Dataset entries

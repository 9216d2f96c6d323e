//! Renderer I/O types.
//!
//! ```text
//!  generate_region(coord)
//!        │
//!        ▼
//!  ┌──────────────┐  allocate   ┌────────────────┐  build   ┌────────────┐
//!  │ GpuHeap      ├────────────►│ RegionLayout   ├─────────►│ RenderGraph│
//!  └──────────────┘             └────────────────┘          └─────┬──────┘
//!                                                                 │ submit
//!                                                                 ▼
//!                                                          RegionReport
//! ```

use glam::IVec3;

use crate::voxel::CompressionStats;

/// Outcome of one `generate_region`.
#[derive(Clone, Debug, Default, PartialEq)]
pub struct RegionReport {
  pub coord: IVec3,
  /// Quads stored in the mesh buffer.
  pub quads: u32,
  /// Quads the mesher produced past the capacity.
  pub dropped_quads: u32,
  pub barriers: u32,
  pub barrier_batches: u32,
  /// Executed passes, in order.
  pub passes: Vec<String>,
  pub dispatches: u32,
  pub vertices: u64,
  pub heap_grew: bool,
  pub heap_capacity: u64,
  pub uploaded_bytes: u64,

  // Timing (microseconds)
  pub record_us: u64,
  pub submit_us: u64,
  pub total_us: u64,
}

impl RegionReport {
  /// Vertex count the draw should have consumed.
  pub fn expected_vertices(&self) -> u64 {
    self.quads as u64 * crate::voxel::VERTICES_PER_QUAD as u64
  }
}

/// Decoded contents of one chunk.
#[derive(Clone, Debug, Default, PartialEq)]
pub struct ChunkSnapshot {
  /// Block IDs in palette order.
  pub palette: Vec<u32>,
  /// Block ID of every voxel, X fastest.
  pub voxels: Vec<u32>,
  pub stats: CompressionStats,
}

impl ChunkSnapshot {
  /// Voxels that are not air.
  pub fn solid_count(&self) -> usize {
    self
      .voxels
      .iter()
      .filter(|&&b| b != crate::constants::AIR)
      .count()
  }
}
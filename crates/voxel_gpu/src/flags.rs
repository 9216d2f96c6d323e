//! Bit-mask newtypes for access, stage, usage and memory property masks.

/// Declare a `u32` bit-mask newtype with named constants and set operators.
macro_rules! bitmask {
  (
    $(#[$meta:meta])*
    pub struct $name:ident {
      $( $(#[$fmeta:meta])* const $flag:ident = $value:expr; )*
    }
  ) => {
    $(#[$meta])*
    #[derive(Clone, Copy, PartialEq, Eq, Hash, Default)]
    pub struct $name(u32);

    impl $name {
      pub const NONE: Self = Self(0);
      $( $(#[$fmeta])* pub const $flag: Self = Self($value); )*

      #[inline]
      pub const fn from_bits(bits: u32) -> Self {
        Self(bits)
      }

      #[inline]
      pub const fn bits(self) -> u32 {
        self.0
      }

      #[inline]
      pub const fn is_empty(self) -> bool {
        self.0 == 0
      }

      /// True when every bit of `other` is set in `self`.
      #[inline]
      pub const fn contains(self, other: Self) -> bool {
        self.0 & other.0 == other.0
      }

      #[inline]
      pub const fn intersects(self, other: Self) -> bool {
        self.0 & other.0 != 0
      }

      #[inline]
      pub const fn union(self, other: Self) -> Self {
        Self(self.0 | other.0)
      }
    }

    impl std::ops::BitOr for $name {
      type Output = Self;
      #[inline]
      fn bitor(self, rhs: Self) -> Self {
        Self(self.0 | rhs.0)
      }
    }

    impl std::ops::BitOrAssign for $name {
      #[inline]
      fn bitor_assign(&mut self, rhs: Self) {
        self.0 |= rhs.0;
      }
    }

    impl std::ops::BitAnd for $name {
      type Output = Self;
      #[inline]
      fn bitand(self, rhs: Self) -> Self {
        Self(self.0 & rhs.0)
      }
    }

    impl std::fmt::Debug for $name {
      fn fmt(&self, f: &mut std::fmt::Formatter<'_>) -> std::fmt::Result {
        if self.0 == 0 {
          return write!(f, "{}(NONE)", stringify!($name));
        }
        let mut names = Vec::new();
        $( if $value != 0 && self.0 & $value == $value { names.push(stringify!($flag)); } )*
        write!(f, "{}({})", stringify!($name), names.join(" | "))
      }
    }
  };
}

pub(crate) use bitmask;
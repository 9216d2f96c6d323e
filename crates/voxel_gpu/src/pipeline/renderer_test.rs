use super::*;
use crate::config::MesherKind;
use crate::pipeline::test_utils::{simple_renderer, test_config, test_renderer};
use crate::voxel::VERTICES_PER_QUAD;

#[test]
fn test_host_renderer_builds_every_pipeline() {
  let renderer = test_renderer(test_config());
  // Both palette phases are distinct specializations.
  assert_eq!(renderer.pipeline_cache_stats(), (0, 9));
  let p = renderer.pipelines();
  assert_ne!(p.palette_build, p.palette_pack);
  assert!(renderer.layout().is_none());
}

#[test]
fn test_invalid_config_is_rejected() {
  let result = VoxelRenderer::host(test_config().with_quad_capacity(0));
  assert!(matches!(result, Err(RendererError::Config(_))));
}

#[test]
fn test_readback_before_generate_fails() {
  let renderer = test_renderer(test_config());
  assert!(matches!(renderer.read_quads(), Err(RendererError::NoRegion)));
  assert!(matches!(renderer.read_draw_args(), Err(RendererError::NoRegion)));
  assert!(matches!(renderer.read_chunk(UVec3::ZERO), Err(RendererError::NoRegion)));
}

#[test]
fn test_greedy_region_report() {
  let mut renderer = test_renderer(test_config());
  let report = renderer.generate_region(IVec3::ZERO).unwrap();

  assert!(report.passes.iter().any(|p| p == "mesh_greedy"));
  assert!(!report.passes.iter().any(|p| p == "mesh_simple"));
  assert_eq!(report.passes.last().map(String::as_str), Some("draw"));
  // noise, terrain, two palette phases, bitmap, mesh, finalize
  assert_eq!(report.dispatches, 7);
  assert!(report.quads > 0);
  assert_eq!(report.dropped_quads, 0);
  assert_eq!(report.vertices, report.expected_vertices());
  assert!(report.heap_grew);
  assert!(report.uploaded_bytes > 0);

  let quads = renderer.read_quads().unwrap();
  assert_eq!(quads.len(), report.quads as usize);
}

#[test]
fn test_second_region_reuses_grown_heap() {
  let mut renderer = test_renderer(test_config());
  let first = renderer.generate_region(IVec3::ZERO).unwrap();
  let second = renderer.generate_region(IVec3::new(1, 0, 0)).unwrap();

  assert!(first.heap_grew);
  assert!(!second.heap_grew);
  assert_eq!(first.heap_capacity, second.heap_capacity);
  assert_eq!(renderer.layout().map(|l| l.coord), Some(IVec3::new(1, 0, 0)));
}

#[test]
fn test_chained_growth_keeps_every_access_ordered() {
  for mesher in [MesherKind::Greedy, MesherKind::Simple] {
    let config = test_config().with_initial_heap_size(4096).with_mesher(mesher);
    let mut renderer = test_renderer(config);
    let report = renderer.generate_region(IVec3::ZERO).unwrap();

    assert!(report.heap_grew);
    assert!(report.quads > 0);
    assert_eq!(report.vertices, report.expected_vertices());
    assert!(report.heap_capacity >= renderer.layout().unwrap().zeroed.end());
  }
}

#[test]
fn test_simple_mesher_runs_simple_pass() {
  let mut renderer = simple_renderer();
  assert_eq!(renderer.config().mesher, MesherKind::Simple);
  let report = renderer.generate_region(IVec3::ZERO).unwrap();

  assert!(report.passes.iter().any(|p| p == "mesh_simple"));
  assert!(!report.passes.iter().any(|p| p == "mesh_greedy"));
  assert_eq!(report.vertices, report.expected_vertices());
}

#[test]
fn test_quad_overflow_is_dropped_and_clamped() {
  let mut renderer = test_renderer(test_config().with_quad_capacity(64));
  let report = renderer.generate_region(IVec3::ZERO).unwrap();

  assert_eq!(report.quads, 64);
  assert!(report.dropped_quads > 0);
  let args = renderer.read_draw_args().unwrap();
  assert_eq!(args.vertex_count, 64 * VERTICES_PER_QUAD);
  assert_eq!(args.instance_count, 1);
  assert_eq!(renderer.read_quads().unwrap().len(), 64);
}

#[test]
fn test_debug_log_lists_passes() {
  let mut renderer = test_renderer(test_config().with_debug_info(true));
  renderer.generate_region(IVec3::ZERO).unwrap();

  let log = renderer.graph_log().unwrap();
  assert!(log.contains("pass clear"));
  assert!(log.contains("pass draw"));
  assert!(log.contains("skip mesh_simple"));
}

#[test]
fn test_empty_region_draws_nothing() {
  // Far above the sine-wave surface.
  let mut renderer = test_renderer(test_config());
  let report = renderer.generate_region(IVec3::new(0, 4, 0)).unwrap();

  assert_eq!(report.quads, 0);
  assert_eq!(report.vertices, 0);
  let chunk = renderer.read_chunk(UVec3::ZERO).unwrap();
  assert_eq!(chunk.palette, vec![0]);
  assert_eq!(chunk.solid_count(), 0);
}
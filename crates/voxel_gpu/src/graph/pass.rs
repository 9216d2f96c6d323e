//! Pass declarations.

use smallvec::SmallVec;

use super::resource::ResourceId;
use super::resource_state::ResourceState;
use crate::error::GraphError;

/// Per-execution inputs handed to every pass callback.
#[derive(Clone, Copy, Debug, Default, PartialEq, Eq)]
pub struct FrameContext {
  pub frame_index: u64,
  /// Condition bits tested against each pass's [`PassCondition`].
  pub conditions: u32,
}

impl FrameContext {
  pub fn new(frame_index: u64) -> Self {
    Self {
      frame_index,
      conditions: 0,
    }
  }

  pub fn with_conditions(mut self, conditions: u32) -> Self {
    self.conditions = conditions;
    self
  }
}

#[derive(Clone, Copy, Debug, PartialEq, Eq, Hash)]
pub enum PassKind {
  Compute,
  Raster,
  Transfer,
}

/// Pass runs only when `frame.conditions & mask == value`.
#[derive(Clone, Copy, Debug, PartialEq, Eq)]
pub struct PassCondition {
  pub mask: u32,
  pub value: u32,
}

impl PassCondition {
  pub fn matches(&self, conditions: u32) -> bool {
    conditions & self.mask == self.value
  }
}

/// A resource a pass touches and the state it needs it in.
#[derive(Clone, Copy, Debug, PartialEq, Eq)]
pub struct ResourceUsage {
  pub resource: ResourceId,
  pub state: ResourceState,
}

pub type PassCallback<'a, C> = Box<dyn FnMut(&mut C, &FrameContext) -> Result<(), GraphError> + 'a>;

/// A named unit of GPU work with ordered inputs and outputs.
pub struct Pass<'a, C> {
  name: String,
  kind: PassKind,
  inputs: SmallVec<[ResourceUsage; 4]>,
  outputs: SmallVec<[ResourceUsage; 4]>,
  condition: Option<PassCondition>,
  callback: Option<PassCallback<'a, C>>,
}

impl<'a, C> Pass<'a, C> {
  pub fn new(name: impl Into<String>, kind: PassKind) -> Self {
    Self {
      name: name.into(),
      kind,
      inputs: SmallVec::new(),
      outputs: SmallVec::new(),
      condition: None,
      callback: None,
    }
  }

  pub fn compute(name: impl Into<String>) -> Self {
    Self::new(name, PassKind::Compute)
  }

  pub fn raster(name: impl Into<String>) -> Self {
    Self::new(name, PassKind::Raster)
  }

  pub fn transfer(name: impl Into<String>) -> Self {
    Self::new(name, PassKind::Transfer)
  }

  /// Declare a read.
  pub fn reads(mut self, resource: ResourceId, state: ResourceState) -> Self {
    self.inputs.push(ResourceUsage { resource, state });
    self
  }

  /// Declare a write.
  pub fn writes(mut self, resource: ResourceId, state: ResourceState) -> Self {
    self.outputs.push(ResourceUsage { resource, state });
    self
  }

  /// Declare a read-modify-write (atomics, CAS loops). The usage lands in
  /// both inputs and outputs; barrier planning merges the two.
  pub fn reads_writes(self, resource: ResourceId, state: ResourceState) -> Self {
    self.reads(resource, state).writes(resource, state)
  }

  pub fn condition(mut self, mask: u32, value: u32) -> Self {
    self.condition = Some(PassCondition { mask, value });
    self
  }

  pub fn execute(
    mut self,
    callback: impl FnMut(&mut C, &FrameContext) -> Result<(), GraphError> + 'a,
  ) -> Self {
    self.callback = Some(Box::new(callback));
    self
  }

  pub fn name(&self) -> &str {
    &self.name
  }

  pub fn kind(&self) -> PassKind {
    self.kind
  }

  pub fn inputs(&self) -> &[ResourceUsage] {
    &self.inputs
  }

  pub fn outputs(&self) -> &[ResourceUsage] {
    &self.outputs
  }

  pub(crate) fn is_enabled(&self, frame: &FrameContext) -> bool {
    self
      .condition
      .map_or(true, |c| c.matches(frame.conditions))
  }

  /// Inputs first, then outputs, in declaration order.
  pub(crate) fn usages(&self) -> impl Iterator<Item = &ResourceUsage> {
    self.inputs.iter().chain(self.outputs.iter())
  }

  pub(crate) fn writes_resource(&self, resource: ResourceId) -> bool {
    self.outputs.iter().any(|u| u.resource == resource)
  }

  pub(crate) fn touches(&self, resource: ResourceId) -> bool {
    self.usages().any(|u| u.resource == resource)
  }

  pub(crate) fn run(&mut self, cmd: &mut C, frame: &FrameContext) -> Result<(), GraphError> {
    match self.callback.as_mut() {
      Some(callback) => callback(cmd, frame),
      None => Ok(()),
    }
  }
}

impl<C> std::fmt::Debug for Pass<'_, C> {
  fn fmt(&self, f: &mut std::fmt::Formatter<'_>) -> std::fmt::Result {
    f.debug_struct("Pass")
      .field("name", &self.name)
      .field("kind", &self.kind)
      .field("inputs", &self.inputs)
      .field("outputs", &self.outputs)
      .field("condition", &self.condition)
      .finish()
  }
}
//! Heap wire format shared by the CPU allocation code and the kernels.
//!
//! All structs are `#[repr(C)]` with explicit padding. Every offset field is
//! a byte offset from the heap base; kernels add it to the base address from
//! the push constants.
//!
//! ```text
//! RegionHeader ──► chunk table [u64; 512] ──► ChunkHeader ──► palette [u32; 256]
//!      │                                            ├──────► packed indices
//!      │                                            └──────► raw block IDs [u32; 512]
//!      ├──► bitmap     [3][64×64] u64
//!      ├──► tracking   [6][64×64] u64
//!      ├──► MeshHeader { face_count } ─► QuadRecord[quad_capacity]
//!      ├──► DrawArgs
//!      └──► NoiseContext ─► noise [f32; 64³]
//! ```

use bytemuck::{Pod, Zeroable};
use glam::UVec3;

use crate::config::{NoiseSettings, TerrainSettings};
use crate::constants::{CHUNK_VOLUME, COLUMNS_PER_AXIS, PALETTE_CAPACITY, REGION_SIZE};

/// fBm parameters of the noise kernel.
#[repr(C)]
#[derive(Clone, Copy, Debug, Default, PartialEq, Pod, Zeroable)]
pub struct NoiseParams {
  pub seed: i32,
  pub octaves: u32,
  pub scale: f32,
  pub frequency: f32,
  pub lacunarity: f32,
  pub persistence: f32,
  /// Integer offset of the grid origin in world voxels.
  pub offset: [i32; 3],
  pub size: [u32; 3],
}

impl NoiseParams {
  pub fn from_settings(settings: &NoiseSettings, offset: [i32; 3], size: [u32; 3]) -> Self {
    Self {
      seed: settings.seed,
      octaves: settings.octaves,
      scale: settings.scale,
      frequency: settings.frequency,
      lacunarity: settings.lacunarity,
      persistence: settings.persistence,
      offset,
      size,
    }
  }

  pub fn fbm(&self) -> voxel_noise::Fbm {
    voxel_noise::Fbm::default()
      .with_seed(self.seed)
      .with_octaves(self.octaves)
      .with_lacunarity(self.lacunarity)
      .with_persistence(self.persistence)
  }

  pub fn voxel_count(&self) -> usize {
    self.size.iter().map(|&s| s as usize).product()
  }
}

#[repr(C)]
#[derive(Clone, Copy, Debug, Default, PartialEq, Pod, Zeroable)]
pub struct NoiseContext {
  pub params: NoiseParams,
  /// Byte offset of the `f32` output grid.
  pub output: u64,
}

#[repr(C)]
#[derive(Clone, Copy, Debug, Default, PartialEq, Pod, Zeroable)]
pub struct TerrainParams {
  pub height_scale: f32,
  pub height_offset: f32,
  pub squish: f32,
  /// [`TerrainMode`](crate::config::TerrainMode) code.
  pub mode: u32,
  pub surface_block: u32,
  pub deep_block: u32,
  pub surface_depth: u32,
  pub _pad: u32,
}

impl TerrainParams {
  pub fn from_settings(settings: &TerrainSettings) -> Self {
    Self {
      height_scale: settings.height_scale,
      height_offset: settings.height_offset,
      squish: settings.squish,
      mode: settings.mode.code(),
      surface_block: settings.surface_block,
      deep_block: settings.deep_block,
      surface_depth: settings.surface_depth,
      _pad: 0,
    }
  }
}

/// Root record of one region.
#[repr(C)]
#[derive(Clone, Copy, Debug, Default, PartialEq, Pod, Zeroable)]
pub struct RegionHeader {
  /// Region coordinate (in regions).
  pub origin: [i32; 3],
  pub quad_capacity: u32,
  pub bitmap: u64,
  pub tracking: u64,
  /// [`MeshHeader`] followed by the quad records.
  pub mesh: u64,
  pub draw_args: u64,
  pub noise: u64,
  /// `[u64; 512]` of [`ChunkHeader`] offsets.
  pub chunk_table: u64,
}

impl RegionHeader {
  /// World voxel position of the region's first voxel.
  pub fn world_origin(&self) -> [i32; 3] {
    self.origin.map(|c| c * REGION_SIZE as i32)
  }

  /// Byte offset of column `column` of occupancy axis `axis`.
  #[inline]
  pub fn bitmap_column(&self, axis: u32, column: usize) -> u64 {
    self.bitmap + ((axis as u64 * COLUMNS_PER_AXIS as u64) + column as u64) * 8
  }

  /// Byte offset of column `column` of the tracking grid for face `direction`.
  #[inline]
  pub fn tracking_column(&self, direction: u32, column: usize) -> u64 {
    self.tracking + ((direction as u64 * COLUMNS_PER_AXIS as u64) + column as u64) * 8
  }

  #[inline]
  pub fn quad_record(&self, slot: u32) -> u64 {
    self.mesh + MESH_HEADER_SIZE + slot as u64 * QUAD_RECORD_SIZE
  }
}

#[repr(C)]
#[derive(Clone, Copy, Debug, Default, PartialEq, Eq, Pod, Zeroable)]
pub struct ChunkHeader {
  /// Atomic palette entry count.
  pub palette_count: u32,
  pub _pad: u32,
  /// `[u32; 256]`; entries are published as `block + 1`.
  pub palette: u64,
  /// Bit-packed palette indices.
  pub data: u64,
  /// `[u32; 512]` raw block IDs.
  pub raw: u64,
}

/// Byte offset of `palette_count` inside [`ChunkHeader`].
pub const CHUNK_PALETTE_COUNT: u64 = 0;

#[repr(C)]
#[derive(Clone, Copy, Debug, Default, PartialEq, Eq, Pod, Zeroable)]
pub struct MeshHeader {
  /// Atomic count of reserved slots; may exceed the capacity.
  pub face_count: u32,
  pub _pad: [u32; 3],
}

pub const MESH_HEADER_SIZE: u64 = std::mem::size_of::<MeshHeader>() as u64;

/// One emitted quad.
#[repr(C)]
#[derive(Clone, Copy, Debug, Default, PartialEq, Eq, Hash, Pod, Zeroable)]
pub struct QuadRecord {
  /// Region voxel of the quad's minimum corner (the solid voxel).
  pub pos: [u32; 3],
  /// Extent along the column `u` and `v` axes.
  pub size: [u32; 2],
  /// `axis * 2 + negative`.
  pub axis: u32,
  pub material: u32,
}

pub const QUAD_RECORD_SIZE: u64 = std::mem::size_of::<QuadRecord>() as u64;

impl QuadRecord {
  pub fn new(pos: UVec3, size: [u32; 2], direction: u32, material: u32) -> Self {
    Self {
      pos: pos.to_array(),
      size,
      axis: direction,
      material,
    }
  }

  #[inline]
  pub fn normal_axis(&self) -> u32 {
    self.axis / 2
  }

  #[inline]
  pub fn is_negative(&self) -> bool {
    self.axis & 1 == 1
  }

  pub fn area(&self) -> u32 {
    self.size[0] * self.size[1]
  }
}

/// `{vertex_count, instance_count, first_vertex, first_instance}`.
#[repr(C)]
#[derive(Clone, Copy, Debug, Default, PartialEq, Eq, Pod, Zeroable)]
pub struct DrawArgs {
  pub vertex_count: u32,
  pub instance_count: u32,
  pub first_vertex: u32,
  pub first_instance: u32,
}

/// Push constants of every voxel kernel.
#[repr(C)]
#[derive(Clone, Copy, Debug, Default, PartialEq, Eq, Pod, Zeroable)]
pub struct PushConstants {
  pub heap_base: u64,
  /// Offset of the [`RegionHeader`].
  pub region: u64,
  /// Offset of the stage's parameter block (noise context or terrain params).
  pub params: u64,
}

impl PushConstants {
  #[inline]
  pub fn address(&self, offset: u64) -> u64 {
    self.heap_base + offset
  }
}

/// Sizes of the per-chunk arrays.
pub const PALETTE_BYTES: u64 = PALETTE_CAPACITY as u64 * 4;
pub const RAW_BYTES: u64 = CHUNK_VOLUME as u64 * 4;
/// Packed data at the widest index (8 bits per voxel).
pub const PACKED_BYTES: u64 = CHUNK_VOLUME as u64;

#[cfg(test)]
#[path = "layout_test.rs"]
mod layout_test;
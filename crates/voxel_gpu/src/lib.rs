//! voxel_gpu - GPU-resident voxel terrain pipeline
//!
//! Generates, compresses, meshes and draws 64³ voxel regions entirely in
//! device memory. Every stage is a compute kernel addressed through one
//! growable buffer-device-address heap and ordered by a render graph that
//! inserts the minimal set of barriers.
//!
//! # Features
//!
//! - **GPU heap**: bump allocation, growth with copy-forward, typed offsets
//! - **Staging belt**: host uploads recorded as copies before the graph
//! - **Render graph**: declared resource usages, automatic barrier batches,
//!   conditional passes, insertion or topological order
//! - **Pipeline cache**: compiled shaders keyed by source and specialization
//! - **Voxel kernels**: fBm noise, terrain, lock-free palette compression,
//!   occupancy bitmaps, simple and binary greedy meshing, indirect draw
//! - **Host device**: an in-process backend that runs the kernels on rayon
//!
//! # Example
//!
//! ```ignore
//! use glam::IVec3;
//! use voxel_gpu::{RendererConfig, VoxelRenderer};
//!
//! let mut renderer = VoxelRenderer::host(RendererConfig::default())?;
//! let report = renderer.generate_region(IVec3::ZERO)?;
//!
//! println!("{} quads, {} barriers", report.quads, report.barriers);
//! ```

mod flags;

pub mod config;
pub mod constants;
pub mod error;

// Device abstraction and the host backend
pub mod device;

// Memory management
pub mod heap;
pub mod staging;

// Barrier-tracking render graph
pub mod graph;

// Shader compilation and pipeline cache
pub mod shader;

// Voxel kernels and heap wire format
pub mod voxel;

// Region pipeline orchestration
pub mod pipeline;
pub use pipeline::{ChunkSnapshot, RegionReport, VoxelRenderer};

// Engine-agnostic metrics
pub mod metrics;

// Re-export commonly used items
pub use config::{
  MesherKind, NoiseSettings, PackWord, RendererConfig, TerrainMode, TerrainSettings,
};
pub use error::{ConfigError, DeviceError, GraphError, HeapError, PipelineError, RendererError};
pub use graph::ExecutionOrder;
pub use heap::{GpuHeap, HeapDesc, HeapOffset, HeapRange};
pub use staging::StagingBelt;
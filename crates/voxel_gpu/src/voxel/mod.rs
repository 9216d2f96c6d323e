//! GPU-resident voxel pipeline: heap wire format and compute kernels.
//!
//! # Module Structure
//!
//! ```text
//! voxel/
//! ├── layout.rs     #[repr(C)] heap structs shared by CPU and kernels
//! ├── noise.rs      fBm noise grid
//! ├── terrain.rs    noise → raw block IDs
//! ├── palette.rs    per-chunk palette build + index packing
//! ├── bitpack.rs    packed index stream (device CAS splices, CPU decode)
//! ├── bitmap.rs     packed chunks → occupancy columns
//! ├── quad.rs       face masks and quad emission
//! ├── face_mesh.rs  one quad per face
//! ├── greedy.rs     binary greedy meshing
//! └── draw.rs       draw arguments and procedural quad vertices
//! ```
//!
//! # Stage Order
//!
//! ```text
//! noise ─► terrain ─► palette(build) ─► palette(pack) ─► bitmap ─► mesh ─► finalize ─► draw
//! ```

pub mod bitmap;
pub mod bitpack;
pub mod draw;
pub mod face_mesh;
pub mod greedy;
pub mod layout;
pub mod noise;
pub mod palette;
pub mod quad;
pub mod terrain;

use std::sync::Arc;

use crate::config::PackWord;
use crate::device::ComputeKernel;
use crate::shader::{KernelLibrary, Specialization};

pub use bitmap::BitmapKernel;
pub use bitpack::{decompress_chunk, CompressionStats};
pub use draw::{FinalizeKernel, QuadVertexProgram, VERTICES_PER_QUAD};
pub use face_mesh::FaceMeshKernel;
pub use greedy::GreedyMeshKernel;
pub use noise::{noise_dispatch, NoiseKernel};
pub use palette::{PaletteKernel, PalettePhase, SPEC_PACK_WORD, SPEC_PALETTE_PHASE};
pub use terrain::TerrainKernel;

// Entry point names.
pub const NOISE_KERNEL: &str = "voxel_noise";
pub const TERRAIN_KERNEL: &str = "voxel_terrain";
pub const PALETTE_KERNEL: &str = "palette_compress";
pub const BITMAP_KERNEL: &str = "occupancy_bitmap";
pub const FACE_MESH_KERNEL: &str = "face_mesh";
pub const GREEDY_MESH_KERNEL: &str = "greedy_mesh";
pub const FINALIZE_KERNEL: &str = "finalize_draw";
pub const QUAD_VERTEX: &str = "quad_vertex";

fn palette_kernel(spec: &Specialization) -> Result<Arc<dyn ComputeKernel>, String> {
  let phase = match spec.get(SPEC_PALETTE_PHASE).unwrap_or(0) {
    0 => PalettePhase::Build,
    1 => PalettePhase::Pack,
    other => return Err(format!("palette phase must be 0 or 1, got {other}")),
  };
  let word = match spec.get(SPEC_PACK_WORD).unwrap_or(32) {
    32 => PackWord::U32,
    64 => PackWord::U64,
    other => return Err(format!("pack word must be 32 or 64 bits, got {other}")),
  };
  Ok(Arc::new(PaletteKernel::new(phase, word)))
}

/// Every voxel pipeline entry point, ready for a host device.
pub fn kernel_library() -> KernelLibrary {
  let mut library = KernelLibrary::new();
  library
    .register_compute(NOISE_KERNEL, |_| Ok(Arc::new(NoiseKernel)))
    .register_compute(TERRAIN_KERNEL, |_| Ok(Arc::new(TerrainKernel)))
    .register_compute(PALETTE_KERNEL, palette_kernel)
    .register_compute(BITMAP_KERNEL, |_| Ok(Arc::new(BitmapKernel)))
    .register_compute(FACE_MESH_KERNEL, |_| Ok(Arc::new(FaceMeshKernel)))
    .register_compute(GREEDY_MESH_KERNEL, |_| Ok(Arc::new(GreedyMeshKernel)))
    .register_compute(FINALIZE_KERNEL, |_| Ok(Arc::new(FinalizeKernel)))
    .register_vertex(QUAD_VERTEX, |_| Ok(Arc::new(QuadVertexProgram)));
  library
}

→ **GOAL OF THE EXERCISE**
Reproduce only this range: the first line of the data above through the line with "use crate::voxel::CompressionStats;", both included, exactly as written.

→ **WRITTEN ANSWER**
repository 9216d2f96c6d323e
//! Renderer I/O types.
//!
//! ```text
//!  generate_region(coord)
//!        │
//!        ▼
//!  ┌──────────────┐  allocate   ┌────────────────┐  build   ┌────────────┐
//!  │ GpuHeap      ├────────────►│ RegionLayout   ├─────────►│ RenderGraph│
//!  └──────────────┘             └────────────────┘          └─────┬──────┘
//!                                                                 │ submit
//!                                                                 ▼
//!                                                          RegionReport
//! ```

use glam::IVec3;

use crate::voxel::CompressionStats;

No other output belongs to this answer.